Filters features (variables) in a matrix or data frame by removing those with missing values, non-numeric types, infinite values, or zero variance. This is useful for preparing data for downstream statistical analyses.
Arguments
- data
A matrix or data frame containing features to filter.
- feature
Character vector of feature names to check. If `is_matrix = TRUE`, features are extracted from row names of the matrix.
- is_matrix
Logical indicating whether `data` is a gene expression matrix (features as rows, samples as columns).
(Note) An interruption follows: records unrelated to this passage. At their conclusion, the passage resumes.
//! Request ID middleware for request tracing and correlation.
//!
//! Generates a UUID v4 for each request unless the client or a proxy already
//! sent one. The ID is recorded in the current span, tagged on the Sentry
//! scope, and echoed in the response headers.

use axum::{extract::Request, http::HeaderValue, middleware::Next, response::Response};
use tracing::Span;
use uuid::Uuid;

/// The HTTP header name for request IDs.
pub const REQUEST_ID_HEADER: &str = "x-request-id";

/// Middleware that ensures every request has a request ID.
pub async fn request_id_middleware(request: Request, next: Next) -> Response {
    let request_id = request
        .headers()
        .get(REQUEST_ID_HEADER)
        .and_then(|h| h.to_str().ok())
        .filter(|s| !s.is_empty())
        .map_or_else(|| Uuid::new_v4().to_string(), String::from);

    Span::current().record("request_id", &request_id);

    sentry::configure_scope(|scope| {
        scope.set_tag("request_id", &request_id);
    });

    let mut response = next.run(request).await;

    if let Ok(value) = HeaderValue::from_str(&request_id) {
        response.headers_mut().insert(REQUEST_ID_HEADER, value);
    }

    response
}
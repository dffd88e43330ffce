//! Leafspring CRM CLI - data file and assistant tools.
//!
//! # Usage
//!
//! ```bash
//! # Write a fresh data file (default catalog + admin user)
//! crm-cli seed --force
//!
//! # Create a user
//! crm-cli user create -u maria -n "Maria Lopes" -r staff -p 'long-password'
//!
//! # Ask the assistant
//! crm-cli ask "Which countries bring the most pending orders?"
//! crm-cli research "Gulf Cargo LLC, Dubai"
//! crm-cli analyze c1712345678901
//! ```
//!
//! # Environment Variables
//!
//! Reads the same variables as the server (`CRM_DATA_FILE`,
//! `CRM_ADMIN_PASSWORD`, `LLM_*`), plus `LLM_API_KEY` for the assistant
//! commands.

#![cfg_attr(not(test), forbid(unsafe_code))]

use std::path::PathBuf;

use clap::{Parser, Subcommand};
use secrecy::SecretString;

use leafspring_crm_core::CustomerId;
use leafspring_crm_server::config::CrmConfig;

mod commands;

use commands::CliError;
use commands::assistant::Question;

#[derive(Parser)]
#[command(name = "crm-cli")]
#[command(author, version, about = "Leafspring CRM CLI tools")]
struct Cli {
    /// Data file to operate on (defaults to `CRM_DATA_FILE`)
    #[arg(long, global = true)]
    data_file: Option<PathBuf>,

    #[command(subcommand)]
    command: Commands,
}

#[derive(Subcommand)]
enum Commands {
    /// Write a fresh data file with default products and the admin user
    Seed {
        /// Overwrite an existing data file
        #[arg(long)]
        force: bool,
    },
    /// Manage users
    User {
        #[command(subcommand)]
        action: UserAction,
    },
    /// Ask a question about the CRM data
    Ask {
        question: String,
        #[command(flatten)]
        key: ApiKey,
    },
    /// Research a company, using web search when available
    Research {
        query: String,
        #[command(flatten)]
        key: ApiKey,
    },
    /// Analyze one customer
    Analyze {
        customer_id: String,
        #[command(flatten)]
        key: ApiKey,
    },
}

#[derive(Subcommand)]
enum UserAction {
    /// Create a new user
    Create {
        /// Login name
        #[arg(short, long)]
        username: String,

        /// Display name
        #[arg(short, long)]
        name: String,

        /// Role (`admin`, `staff`)
        #[arg(short, long, default_value = "staff")]
        role: String,

        /// Password (at least 8 characters)
        #[arg(short, long)]
        password: String,
    },
}

#[derive(clap::Args)]
struct ApiKey {
    /// Chat-completion API key (defaults to `LLM_API_KEY`)
    #[arg(long)]
    api_key: Option<String>,
}

impl ApiKey {
    fn into_secret(self) -> SecretString {
        let key = self
            .api_key
            .or_else(|| std::env::var("LLM_API_KEY").ok())
            .unwrap_or_default();
        SecretString::from(key)
    }
}

#[tokio::main]
async fn main() {
    tracing_subscriber::fmt()
        .with_writer(std::io::stderr)
        .with_env_filter(
            tracing_subscriber::EnvFilter::try_from_default_env()
                .unwrap_or_else(|_| "info".into()),
        )
        .init();

    let cli = Cli::parse();

    if let Err(e) = run(cli).await {
        tracing::error!("Command failed: {e}");
        std::process::exit(1);
    }
}

async fn run(cli: Cli) -> Result<(), CliError> {
    let config = CrmConfig::from_env()?;
    let data_file = cli
        .data_file
        .unwrap_or_else(|| config.data_file.clone());

    match cli.command {
        Commands::Seed { force } => commands::seed::run(&config, &data_file, force).await?,
        Commands::User { action } => match action {
            UserAction::Create {
                username,
                name,
                role,
                password,
            } => {
                commands::user::create_user(
                    &config,
                    &data_file,
                    &username,
                    &name,
                    &role,
                    SecretString::from(password),
                )
                .await?;
            }
        },
        Commands::Ask { question, key } => {
            ask(&config, &data_file, Question::General(question), key).await?;
        }
        Commands::Research { query, key } => {
            ask(&config, &data_file, Question::CompanyResearch(query), key).await?;
        }
        Commands::Analyze { customer_id, key } => {
            let question = Question::CustomerAnalysis(CustomerId::new(customer_id));
            ask(&config, &data_file, question, key).await?;
        }
    }
    Ok(())
}

/// Run an assistant flow and print the answer to stdout.
#[allow(clippy::print_stdout)]
async fn ask(
    config: &CrmConfig,
    data_file: &std::path::Path,
    question: Question,
    key: ApiKey,
) -> Result<(), CliError> {
    let answer =
        commands::assistant::answer(config, data_file, question, &key.into_secret()).await?;
    println!("{answer}");
    Ok(())
}
//! CLI command implementations.

pub mod assistant;
pub mod seed;
pub mod user;

use std::path::PathBuf;

use thiserror::Error;

use leafspring_crm_server::config::ConfigError;
use leafspring_crm_server::llm::AiError;
use leafspring_crm_server::services::{AssistantError, AuthError};
use leafspring_crm_server::store::StoreError;

/// Errors that can occur while running a command.
#[derive(Debug, Error)]
pub enum CliError {
    #[error("configuration error: {0}")]
    Config(#[from] ConfigError),

    #[error("store error: {0}")]
    Store(#[from] StoreError),

    #[error("{0}")]
    Auth(#[from] AuthError),

    #[error("{0}")]
    Assistant(#[from] AssistantError),

    #[error("failed to build LLM client: {0}")]
    Llm(#[from] AiError),

    #[error("invalid role: {0}. Valid roles: admin, staff")]
    InvalidRole(String),

    #[error("data file already exists: {0} (use --force to overwrite)")]
    DataFileExists(PathBuf),
}
//! Types for the chat-completion API.
//!
//! These types match the OpenAI-compatible chat-completion wire format used by
//! the upstream provider, including its built-in function tools.

use serde::{Deserialize, Serialize};
use serde_json::{Map, Value};

use leafspring_crm_core::MessageRole;

use super::error::AiError;

/// A message in a chat-completion transcript.
///
/// Order matters: the transcript is sent to the model verbatim. Fields the
/// upstream sends that are not modeled here are kept in `extra` so an
/// assistant message can be echoed back byte-for-byte in meaning.
#[derive(Debug, Clone, PartialEq, Serialize, Deserialize)]
pub struct Message {
    /// Who produced the message.
    pub role: MessageRole,
    /// Text content. Assistant messages that only carry tool calls may have none.
    #[serde(default)]
    pub content: Option<String>,
    /// ID of the tool call this message answers (tool messages only).
    #[serde(default, skip_serializing_if = "Option::is_none")]
    pub tool_call_id: Option<String>,
    /// Tool name (tool messages only).
    #[serde(default, skip_serializing_if = "Option::is_none")]
    pub name: Option<String>,
    /// Tool invocations requested by the model (assistant messages only).
    #[serde(default, skip_serializing_if = "Option::is_none")]
    pub tool_calls: Option<Vec<ToolCall>>,
    /// Unmodeled fields, retained for verbatim round trips.
    #[serde(flatten)]
    pub extra: Map<String, Value>,
}

impl Message {
    fn text(role: MessageRole, content: impl Into<String>) -> Self {
        Self {
            role,
            content: Some(content.into()),
            tool_call_id: None,
            name: None,
            tool_calls: None,
            extra: Map::new(),
        }
    }

    /// Create a system message.
    #[must_use]
    pub fn system(content: impl Into<String>) -> Self {
        Self::text(MessageRole::System, content)
    }

    /// Create a user message.
    #[must_use]
    pub fn user(content: impl Into<String>) -> Self {
        Self::text(MessageRole::User, content)
    }

    /// Create an assistant message with plain text content.
    #[must_use]
    pub fn assistant(content: impl Into<String>) -> Self {
        Self::text(MessageRole::Assistant, content)
    }

    /// Create a tool-result message answering the tool call `tool_call_id`.
    #[must_use]
    pub fn tool_result(
        tool_call_id: impl Into<String>,
        name: impl Into<String>,
        content: impl Into<String>,
    ) -> Self {
        Self {
            tool_call_id: Some(tool_call_id.into()),
            name: Some(name.into()),
            ..Self::text(MessageRole::Tool, content)
        }
    }
}

/// A tool invocation requested by the model.
#[derive(Debug, Clone, PartialEq, Serialize, Deserialize)]
pub struct ToolCall {
    /// Correlation ID; echoed back in the tool-result message.
    pub id: String,
    /// Call type (always `"function"` in practice).
    #[serde(rename = "type", default = "default_call_type")]
    pub call_type: String,
    /// Which tool and with what arguments.
    pub function: FunctionCall,
    /// Unmodeled fields, retained for verbatim round trips.
    #[serde(flatten)]
    pub extra: Map<String, Value>,
}

fn default_call_type() -> String {
    "function".to_string()
}

/// Function name and opaque argument payload of a tool call.
#[derive(Debug, Clone, PartialEq, Eq, Serialize, Deserialize)]
pub struct FunctionCall {
    /// Name of the declared tool.
    pub name: String,
    /// Raw argument payload (a JSON document encoded as a string).
    #[serde(default)]
    pub arguments: String,
}

/// A capability the model may invoke.
#[derive(Debug, Clone, PartialEq, Eq, Serialize, Deserialize)]
pub struct ToolDeclaration {
    /// Tool kind.
    #[serde(rename = "type")]
    pub kind: ToolKind,
    /// Tool identity.
    pub function: ToolFunction,
}

impl ToolDeclaration {
    /// Declare a tool that the upstream executes on its own side.
    #[must_use]
    pub fn builtin(name: impl Into<String>) -> Self {
        Self {
            kind: ToolKind::BuiltinFunction,
            function: ToolFunction { name: name.into() },
        }
    }
}

/// Kind of tool declaration.
#[derive(Debug, Clone, Copy, PartialEq, Eq, Serialize, Deserialize)]
#[serde(rename_all = "snake_case")]
pub enum ToolKind {
    /// Executed by the upstream service, not by this server.
    BuiltinFunction,
}

/// Name of a declared tool.
#[derive(Debug, Clone, PartialEq, Eq, Serialize, Deserialize)]
pub struct ToolFunction {
    /// Tool name.
    pub name: String,
}

/// Request body for the chat-completion endpoint.
#[derive(Debug, Clone, Serialize)]
pub struct ChatRequest<'a> {
    /// Model identifier.
    pub model: &'a str,
    /// Conversation transcript.
    pub messages: &'a [Message],
    /// Maximum tokens to generate.
    pub max_tokens: u32,
    /// Sampling temperature.
    pub temperature: f32,
    /// Declared tools.
    #[serde(skip_serializing_if = "Option::is_none")]
    pub tools: Option<&'a [ToolDeclaration]>,
}

/// Response body of the chat-completion endpoint.
#[derive(Debug, Clone, Deserialize)]
pub struct ChatCompletionResponse {
    /// Candidate completions; the first one is used.
    #[serde(default)]
    pub choices: Vec<Choice>,
    /// Error envelope, present when the upstream reports a failure in-band.
    #[serde(default)]
    pub error: Option<ApiError>,
}

impl ChatCompletionResponse {
    /// Take the first choice.
    ///
    /// # Errors
    ///
    /// Returns `AiError::Decode` if the response has no choices.
    pub fn into_first_choice(self) -> Result<Choice, AiError> {
        self.choices
            .into_iter()
            .next()
            .ok_or_else(|| AiError::Decode("response contained no choices".to_string()))
    }

    /// Take the text answer of the first choice.
    ///
    /// # Errors
    ///
    /// Returns `AiError::Decode` if there is no choice or it carries no content.
    pub fn into_answer(self) -> Result<String, AiError> {
        self.into_first_choice()?.into_answer()
    }
}

/// One candidate completion.
#[derive(Debug, Clone, Deserialize)]
pub struct Choice {
    /// The generated message.
    pub message: Message,
    /// Why generation stopped.
    #[serde(default)]
    pub finish_reason: Option<FinishReason>,
}

impl Choice {
    /// Whether the model asked to invoke a tool before answering.
    #[must_use]
    pub fn wants_tool(&self) -> bool {
        self.finish_reason == Some(FinishReason::ToolCalls)
    }

    /// Take the text content of the message.
    ///
    /// # Errors
    ///
    /// Returns `AiError::Decode` if the message carries no content.
    pub fn into_answer(self) -> Result<String, AiError> {
        self.message
            .content
            .ok_or_else(|| AiError::Decode("response message has no content".to_string()))
    }
}

/// Reason the model stopped generating.
#[derive(Debug, Clone, Copy, PartialEq, Eq, Serialize, Deserialize)]
#[serde(rename_all = "snake_case")]
pub enum FinishReason {
    /// Natural end of response.
    Stop,
    /// Max tokens reached.
    Length,
    /// Tool invocation requested.
    ToolCalls,
    /// Output withheld by the provider's content filter.
    ContentFilter,
    /// Any reason this server does not know about.
    #[serde(other)]
    Other,
}

/// In-band error envelope.
#[derive(Debug, Clone, Deserialize)]
pub struct ApiError {
    /// Human-readable message.
    pub message: String,
    /// Provider error type.
    #[serde(rename = "type", default)]
    pub error_type: Option<String>,
}

/// Body of a non-2xx response.
#[derive(Debug, Deserialize)]
pub struct ApiErrorResponse {
    /// Error details.
    pub error: ApiError,
}

#[cfg(test)]
mod tests {
    use super::*;

    #[test]
    fn test_tool_declaration_serialization() {
        let tool = ToolDeclaration::builtin("web_search");
        let json = serde_json::to_value(&tool).expect("serialize");
        assert_eq!(
            json,
            serde_json::json!({"type": "builtin_function", "function": {"name": "web_search"}})
        );
    }

    #[test]
    fn test_tool_result_message_serialization() {
        let msg = Message::tool_result("c1", "web_search", "{}");
        let json = serde_json::to_value(&msg).expect("serialize");
        assert_eq!(
            json,
            serde_json::json!({
                "role": "tool",
                "content": "{}",
                "tool_call_id": "c1",
                "name": "web_search"
            })
        );
    }

    #[test]
    fn test_user_message_omits_tool_fields() {
        let json = serde_json::to_string(&Message::user("Hello")).expect("serialize");
        assert_eq!(json, r#"{"role":"user","content":"Hello"}"#);
    }

    #[test]
    fn test_assistant_message_keeps_unknown_fields() {
        let raw = serde_json::json!({
            "role": "assistant",
            "content": "",
            "tool_calls": [{
                "index": 0,
                "id": "call_1",
                "type": "builtin_function",
                "function": {"name": "web_search", "arguments": "{\"q\":1}"}
            }],
            "partial": false
        });

        let msg: Message = serde_json::from_value(raw.clone()).expect("deserialize");
        assert_eq!(msg.extra.get("partial"), Some(&serde_json::json!(false)));
        let calls = msg.tool_calls.as_ref().expect("tool calls");
        assert_eq!(calls[0].call_type, "builtin_function");

        let back = serde_json::to_value(&msg).expect("serialize");
        assert_eq!(back, raw);
    }

    #[test]
    fn test_finish_reason_deserialization() {
        let reason: FinishReason = serde_json::from_str("\"tool_calls\"").expect("deserialize");
        assert_eq!(reason, FinishReason::ToolCalls);

        let reason: FinishReason = serde_json::from_str("\"stop\"").expect("deserialize");
        assert_eq!(reason, FinishReason::Stop);

        let reason: FinishReason = serde_json::from_str("\"eos\"").expect("deserialize");
        assert_eq!(reason, FinishReason::Other);
    }

    #[test]
    fn test_response_without_choices_is_decode_error() {
        let response: ChatCompletionResponse =
            serde_json::from_str(r#"{"choices": []}"#).expect("deserialize");
        assert!(matches!(response.into_answer(), Err(AiError::Decode(_))));
    }

    #[test]
    fn test_response_answer() {
        let response: ChatCompletionResponse = serde_json::from_str(
            r#"{"choices":[{"index":0,"message":{"role":"assistant","content":"Hi"},"finish_reason":"stop"}]}"#,
        )
        .expect("deserialize");
        assert_eq!(response.into_answer().expect("answer"), "Hi");
    }
}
If `TRUE`, the matrix is transposed for processing. Default is `FALSE`.
- print_result
Logical indicating whether to print filtering statistics. Default is `FALSE`.
Examples
set.seed(123)
test_data <- data.frame(
A = c(1, 2, 3),
B = c(1, 1, 1), # zero variance
C = c(1, NA, 3), # missing value
D = c("a", "b", "c") # non-numeric
)
feas <- feature_manipulation(data = test_data, feature = colnames(test_data), print_result = TRUE)
#> ℹ Removing 1 feature with NA values
#> ℹ Removing 1 non-numeric feature
#> ℹ Removing 1 feature with zero variance
#> ✔ Retained 1 of 4 features
print(feas)
#> [1] "A"